Diagnosis and treatment of homozygous protein C deficiency. Report of the Working Party on Homozygous Protein C Deficiency of the Subcommittee on Protein C and Protein S, International Committee on Thrombosis and Haemostasis

Abstract

This report summarizes the documented cases of homozygous protein C deficiency in the United States and Europe. Procedures for diagnosing and treating this disorder (both initially and over the long term) have been compiled by a working party on homozygous protein C deficiency of the Subcommittee on Protein C of the International Committee on Thrombosis and Haemostasis. Homozygous protein C deficiency is an autosomal recessive disorder that usually manifests itself by purpura fulminans and, less commonly, by massive large vein thrombosis; severe diffuse intravascular coagulation also develops in these infants, and there is evidence of intrauterine thrombosis.

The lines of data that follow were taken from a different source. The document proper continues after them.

//! API Server
//!
//! Serves the REST surface until a shutdown signal arrives.

use crate::error::{Error, Result};
use std::net::SocketAddr;
use std::sync::Arc;
use tokio::sync::broadcast;
use tracing::info;

use super::rest::RestRouter;
use crate::controlplane::orchestrator::StorageOrchestrator;
use crate::files::SafeFileTree;

// =============================================================================
// Configuration
// =============================================================================

/// Listen address and upload ceiling for the REST surface
#[derive(Debug, Clone)]
pub struct ApiServerConfig {
    /// Address the REST surface listens on
    pub rest_addr: SocketAddr,
    /// Max request body size (uploads)
    pub max_body_size: usize,
}

impl Default for ApiServerConfig {
    fn default() -> Self {
        Self {
            rest_addr: SocketAddr::from(([0, 0, 0, 0], 8090)),
            max_body_size: 64 * 1024 * 1024,
        }
    }
}

// =============================================================================
// API Server
// =============================================================================

/// Serves [`RestRouter`] over storage and file-tree state
pub struct ApiServer {
    config: ApiServerConfig,
    orchestrator: Arc<StorageOrchestrator>,
    files: Arc<SafeFileTree>,
    shutdown_tx: broadcast::Sender<()>,
}

impl ApiServer {
    pub fn new(
        config: ApiServerConfig,
        orchestrator: Arc<StorageOrchestrator>,
        files: Arc<SafeFileTree>,
    ) -> Self {
        let (shutdown_tx, _) = broadcast::channel(1);

        Self {
            config,
            orchestrator,
            files,
            shutdown_tx,
        }
    }

    /// Bind and serve until [`shutdown`](Self::shutdown) is called
    pub async fn run(&self) -> Result<()> {
        let addr = self.config.rest_addr;
        let app = RestRouter::new(self.orchestrator.clone(), self.files.clone())
            .with_max_body_size(self.config.max_body_size)
            .build();
        let mut shutdown_rx = self.shutdown_tx.subscribe();

        let listener = tokio::net::TcpListener::bind(addr).await.map_err(|e| {
            Error::Configuration(format!("Failed to bind REST server on {}: {}", addr, e))
        })?;
        info!("REST API listening on {}", addr);

        axum::serve(listener, app)
            .with_graceful_shutdown(async move {
                let _ = shutdown_rx.recv().await;
                info!("REST server shutting down");
            })
            .await
            .map_err(|e| Error::Internal(format!("REST server error: {}", e)))?;

        Ok(())
    }

    /// Trigger graceful shutdown
    pub fn shutdown(&self) {
        let _ = self.shutdown_tx.send(());
    }
}
//! Adaptive Storage - Architecture-aware storage orchestration
//!
//! Manages ZFS, Btrfs and mdadm pools with tuning derived from the host CPU,
//! and exposes a file tree confined to one root directory.
//!
//! # Architecture
//!
//! ```text
//! ┌──────────────────────────────────────────────────────────────────┐
//! │                      REST API (axum)                             │
//! ├───────────────────────────────────┬──────────────────────────────┤
//! │        Storage Orchestrator       │        Safe File Tree        │
//! │  ┌─────────────┐ ┌──────────────┐ │  ┌────────────────────────┐  │
//! │  │  Command    │ │  Resource    │ │  │  resolve / list / mkdir│  │
//! │  │  Builder    │ │  Locks       │ │  │  move / copy / search  │  │
//! │  └──────┬──────┘ └──────────────┘ │  └────────────────────────┘  │
//! │         │                         │                              │
//! │  ┌──────┴──────────────────────┐  │                              │
//! │  │ Tuning Policy ◄─ Profiler   │  │                              │
//! │  └─────────────────────────────┘  │                              │
//! ├───────────────────────────────────┴──────────────────────────────┤
//! │            Command Runner (zpool / zfs / btrfs / mdadm)          │
//! └──────────────────────────────────────────────────────────────────┘
//! ```
//!
//! # Modules
//!
//! - [`controlplane`]: Orchestrator, backend command builders, REST API
//! - [`hardware`]: Architecture profiling and tuning policy
//! - [`files`]: Path-safe file tree
//! - [`domain`]: Records and ports
//! - [`metrics`]: Prometheus metrics
//! - [`error`]: Error types and handling

pub mod controlplane;
pub mod domain;
pub mod error;
pub mod files;
pub mod hardware;
pub mod metrics;

// Re-export commonly used types
pub use controlplane::{
    ApiServer, ApiServerConfig, BackendBinaries, OrchestratorConfig, PoolCreation, PoolRequest,
    RaidLevel, ReplicationJob, ReplicationReport, ReplicationRequest, ResourceLocks,
    RollbackOptions, RollbackOutcome, StorageOrchestrator, SystemCommandRunner,
};

pub use domain::{
    ActivityProgress, ActivityState, Backend, CommandOutput, CommandRunner, CommandRunnerRef,
    CommandSpec, CpuInspector, CpuInspectorRef, Dataset, PoolActivity, PoolHealth, Snapshot,
    StoragePool, SubvolumeSnapshot,
};

pub use error::{Error, ErrorCategory, Result};

pub use files::{FileDownload, FileEntry, FileTreeConfig, ItemOutcome, SafeFileTree};

pub use hardware::{
    policy, resource_limits, ArchitectureProfile, ArchitectureProfiler, ArchitectureReport,
    HwFeature, ResourceLimits, SystemCpuInspector, TuningParameterSet,
};

pub use metrics::{CommandMetrics, FileTreeMetrics};

/// Library version
pub const VERSION: &str = env!("CARGO_PKG_VERSION");

/// Library name
pub const NAME: &str = env!("CARGO_PKG_NAME");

For confirmation of homozygous protein C deficiency in a neonate with purpura fulminans or massive venous thrombosis, the infant should have undetectable protein C activity and both parents should be heterozygous for protein C deficiency. At the onset of symptoms, the initial treatment should be plasma (8 to 12 ml/kg every 12 hours) until all lesions have healed. Two modalities for long-term treatment are accepted as useful in these children: oral anticoagulant therapy or protein C replacement (fresh frozen plasma or prothrombin complex concentrate). Liver transplantation has been performed in only one child, with success. Oral anticoagulation (vitamin K antagonists, maintaining the prothrombin time from one and one-half to two times control values or at the International Normalized Ratio of 2.5 to 4.4) is our recommendation of choice for long-term treatment. With appropriate care, these children are able to be free of coagulopathy and live relatively normal lives.